This meal is quick, easy, and healthy! Oh and of course delicious. Again, my friend the wok comes in handy since I've found it's the best way to get some color and flavor on tofu. You can also sub bell pepper for the chilies and use light coconut milk for a pancreas-friendly meal.

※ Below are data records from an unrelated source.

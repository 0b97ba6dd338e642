//! Query execution.
//!
//! Every query runs in two phases. First each node parameter is resolved
//! through a [`NodeValidator`]; the first unknown name fails the whole query
//! before any traversal. Then the query is dispatched on its kind:
//!
//! - `deps` / `rdeps` are single adjacency lookups.
//! - `exists` performs no traversal: validation is the answer.
//! - `allpaths` / `somepath` run a backtracking depth-first search that
//!   never revisits a node already on the current walk, so it terminates on
//!   cyclic graphs and yields only simple paths.
//!
//! Path searches check the [`Deadline`] before stepping onto each node. The
//! search is iterative, so a long dependency chain cannot overflow the stack.

use crate::config::EngineConfig;
use crate::deadline::Deadline;
use crate::error::{Error, Result};
use crate::graph::GraphModel;
use crate::path::{Path, PathTracker};
use crate::query::{Query, QueryKind};
use crate::validator::NodeValidator;
use std::ops::ControlFlow;
use std::vec;

/// Runs queries against one graph.
///
/// The executor holds no per-query state; each path search gets its own
/// [`PathTracker`], so one executor can serve queries from several threads.
#[derive(Debug)]
pub struct QueryExecutor<'g, G: GraphModel + ?Sized> {
    graph: &'g G,
    config: EngineConfig,
    deadline: Option<Deadline>,
}

impl<'g, G: GraphModel + ?Sized> QueryExecutor<'g, G> {
    /// Create an executor with the default configuration.
    pub fn new(graph: &'g G) -> Self {
        Self {
            graph,
            config: EngineConfig::default(),
            deadline: None,
        }
    }

    /// Use `config` for suggestion limits and the per-query timeout.
    #[must_use]
    pub fn with_config(mut self, config: EngineConfig) -> Self {
        self.config = config;
        self
    }

    /// Use a fixed deadline instead of the per-query timeout from the
    /// configuration.
    #[must_use]
    pub fn with_deadline(mut self, deadline: Deadline) -> Self {
        self.deadline = Some(deadline);
        self
    }

    /// Run `query`, returning one string per result.
    ///
    /// `deps`, `rdeps` and `exists` yield node names. `allpaths` and
    /// `somepath` yield one `" -> "`-joined string per path.
    ///
    /// # Errors
    ///
    /// - `Error::UnknownNode` if a parameter is not in the graph
    /// - `Error::Aborted` if a path search hits the deadline
    pub fn execute(&self, query: &Query) -> Result<Vec<String>> {
        tracing::debug!(kind = %query.kind(), params = ?query.parameters(), "Executing query");

        let nodes = self.validator().resolve_all(query.parameters())?;

        let results: Vec<String> = match (query.kind(), nodes.as_slice()) {
            (QueryKind::Deps, [node]) => to_strings(self.graph.dependencies_of(node)),
            (QueryKind::RDeps, [node]) => to_strings(self.graph.dependents_of(node)),
            (QueryKind::Exists, [node]) => vec![(*node).to_string()],
            (QueryKind::AllPaths, [source, target]) => self
                .search_all(source, target)?
                .iter()
                .map(ToString::to_string)
                .collect(),
            (QueryKind::SomePath, [source, target]) => self
                .search_one(source, target)?
                .iter()
                .map(ToString::to_string)
                .collect(),
            (kind, params) => {
                return Err(Error::ArityMismatch {
                    kind,
                    expected: kind.arity(),
                    actual: params.len(),
                });
            }
        };

        tracing::debug!(kind = %query.kind(), results = results.len(), "Query finished");
        Ok(results)
    }

    /// Direct dependencies of `node`.
    ///
    /// # Errors
    ///
    /// Returns `Error::UnknownNode` if `node` is not in the graph.
    pub fn deps(&self, node: &str) -> Result<Vec<&'g str>> {
        let node = self.validator().resolve(node)?;
        Ok(self.graph.dependencies_of(node))
    }

    /// Nodes that directly depend on `node`.
    ///
    /// # Errors
    ///
    /// Returns `Error::UnknownNode` if `node` is not in the graph.
    pub fn rdeps(&self, node: &str) -> Result<Vec<&'g str>> {
        let node = self.validator().resolve(node)?;
        Ok(self.graph.dependents_of(node))
    }

    /// Confirm that `node` is in the graph, returning its name.
    ///
    /// # Errors
    ///
    /// Returns `Error::UnknownNode` if `node` is not in the graph.
    pub fn exists(&self, node: &str) -> Result<String> {
        self.validator().resolve(node).map(str::to_string)
    }

    /// Every simple path from `source` to `target`, in discovery order.
    ///
    /// # Errors
    ///
    /// - `Error::UnknownNode` if either endpoint is not in the graph
    /// - `Error::Aborted` if the deadline passes mid-search
    pub fn all_paths(&self, source: &str, target: &str) -> Result<Vec<Path>> {
        let validator = self.validator();
        let source = validator.resolve(source)?;
        let target = validator.resolve(target)?;
        self.search_all(source, target)
    }

    /// The first simple path from `source` to `target`, if one exists.
    ///
    /// # Errors
    ///
    /// - `Error::UnknownNode` if either endpoint is not in the graph
    /// - `Error::Aborted` if the deadline passes mid-search
    pub fn some_path(&self, source: &str, target: &str) -> Result<Option<Path>> {
        let validator = self.validator();
        let source = validator.resolve(source)?;
        let target = validator.resolve(target)?;
        self.search_one(source, target)
    }

    fn validator(&self) -> NodeValidator<'g, G> {
        NodeValidator::new(self.graph, &self.config)
    }

    fn deadline(&self) -> Deadline {
        self.deadline
            .clone()
            .unwrap_or_else(|| self.config.deadline())
    }

    fn search_all(&self, source: &str, target: &str) -> Result<Vec<Path>> {
        let deadline = self.deadline();
        Search::new(self.graph, target, &deadline).collect_all(source)
    }

    fn search_one(&self, source: &str, target: &str) -> Result<Option<Path>> {
        let deadline = self.deadline();
        Search::new(self.graph, target, &deadline).find_first(source)
    }
}

/// Run a query described by `kind` and `params` with the default
/// configuration.
///
/// ```
/// use tangle_engine::{DependencyGraph, QueryKind, execute};
///
/// let graph = DependencyGraph::from_adjacency([
///     ("com.google.Component", vec!["com.google.CatsFactory", "com.google.Helper"]),
///     ("com.google.CatsFactory", vec!["com.google.Cat"]),
/// ]);
///
/// let deps = execute(&graph, QueryKind::Deps, &["com.google.Component"])?;
/// assert_eq!(deps, vec!["com.google.CatsFactory", "com.google.Helper"]);
/// # Ok::<(), tangle_engine::Error>(())
/// ```
///
/// # Errors
///
/// Returns `Error::ArityMismatch` if `params` does not fit `kind`, and any
/// error of [`QueryExecutor::execute`].
pub fn execute<G, S>(graph: &G, kind: QueryKind, params: &[S]) -> Result<Vec<String>>
where
    G: GraphModel + ?Sized,
    S: AsRef<str>,
{
    let query = Query::new(kind, params.iter().map(|param| param.as_ref()))?;
    QueryExecutor::new(graph).execute(&query)
}

fn to_strings(nodes: Vec<&str>) -> Vec<String> {
    nodes.into_iter().map(str::to_string).collect()
}

/// State of one backtracking search towards `target`.
///
/// The walk keeps its own stack of pending dependencies per node, one frame
/// per node on the tracker.
struct Search<'a, G: GraphModel + ?Sized> {
    graph: &'a G,
    target: &'a str,
    deadline: &'a Deadline,
    tracker: PathTracker<'a>,
}

impl<'a, G: GraphModel + ?Sized> Search<'a, G> {
    fn new(graph: &'a G, target: &'a str, deadline: &'a Deadline) -> Self {
        Self {
            graph,
            target,
            deadline,
            tracker: PathTracker::new(),
        }
    }

    /// Every simple path from `source` to the target.
    fn collect_all(&mut self, source: &'a str) -> Result<Vec<Path>> {
        let mut found = Vec::new();
        self.walk(source, &mut |path| {
            found.push(path);
            ControlFlow::Continue(())
        })?;
        Ok(found)
    }

    /// Like `collect_all`, but stops at the first path found.
    fn find_first(&mut self, source: &'a str) -> Result<Option<Path>> {
        let mut first = None;
        self.walk(source, &mut |path| {
            first = Some(path);
            ControlFlow::Break(())
        })?;
        Ok(first)
    }

    /// Run the walk, then unwind whatever is left on the tracker.
    fn walk<F>(&mut self, source: &'a str, on_path: &mut F) -> Result<()>
    where
        F: FnMut(Path) -> ControlFlow<()>,
    {
        let outcome = self.walk_from(source, on_path);
        while self.tracker.pop().is_some() {}
        outcome
    }

    fn walk_from<F>(&mut self, source: &'a str, on_path: &mut F) -> Result<()>
    where
        F: FnMut(Path) -> ControlFlow<()>,
    {
        let mut frames: Vec<vec::IntoIter<&'a str>> = Vec::new();
        if self.step_onto(source, &mut frames, on_path)?.is_break() {
            return Ok(());
        }

        while let Some(pending) = frames.last_mut() {
            match pending.find(|dependency| !self.tracker.contains(dependency)) {
                Some(next) => {
                    if self.step_onto(next, &mut frames, on_path)?.is_break() {
                        return Ok(());
                    }
                }
                None => {
                    frames.pop();
                    self.tracker.pop();
                }
            }
        }
        Ok(())
    }

    /// Push `node`. A target is reported and popped at once; any other node
    /// gets a frame of dependencies to explore.
    fn step_onto<F>(
        &mut self,
        node: &'a str,
        frames: &mut Vec<vec::IntoIter<&'a str>>,
        on_path: &mut F,
    ) -> Result<ControlFlow<()>>
    where
        F: FnMut(Path) -> ControlFlow<()>,
    {
        self.deadline.check()?;
        self.tracker.push(node);

        if node == self.target {
            tracing::trace!(depth = self.tracker.depth(), "Path found");
            let flow = on_path(self.tracker.current());
            self.tracker.pop();
            return Ok(flow);
        }

        frames.push(self.graph.dependencies_of(node).into_iter());
        Ok(ControlFlow::Continue(()))
    }
}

Thai Coconut Lime Chicken (or Tofu/Veggies)
Ingredients:
2 chicken breasts
OR block of firm tofu and ½ large eggplant
1 pack mushrooms of choice
2 cups
chicken OR vegetable stock
1 stalk
lemon grass, cracked open with flat side of knife
Juice of 2
limes, zest of one
1 one-inch
piece of fresh ginger, peeled and thinly sliced
2 small thai
chilies or a jalapeno, sliced lengthwise
2 garlic
cloves, crushed
1 tsp sugar
1 Tbsp fish
sauce
1 can
coconut milk
¼ cup
chopped cilantro
Salt and
pepper
Method:
For chicken: Slice chicken breast into
thin strips. Heat wok and add just a
tiny bit of oil. Add 1 clove of garlic
and a few pieces of ginger to the wok along with the chicken. Saute until chicken is just cooked
through. Add the chicken stock and rest
of the ingredients except for the coconut milk and cilantro, cover and let simmer for 10 minutes. Add the coconut milk and cook for another 2
minutes, just to heat through. Add the
cilantro.
Vegetarian Option: Chop the eggplant into small strips about ½ inch
thick. Place in a colander and sprinkle
with 1 tsp salt. Let the eggplant sweat for
10 minutes while prepping the other ingredients to pull out any
bitterness. Rinse and pat dry.
Cube tofu into
1-inch cubes and slice mushrooms. Add ½
the eggplant and tofu to the hot wok along with 1 clove garlic, a few slices of
ginger, and a dash of fish sauce. Sauté
on high heat until you get some nice
color. Remove and do the same with the other
½.
Return the
tofu and eggplant to the wok, and add the vegetable stock and rest of the ingredients
except for the coconut milk and cilantro, cover and let simmer for 10 minutes. Add the coconut milk and cook for another 2
minutes, just to heat through. Add the
cilantro.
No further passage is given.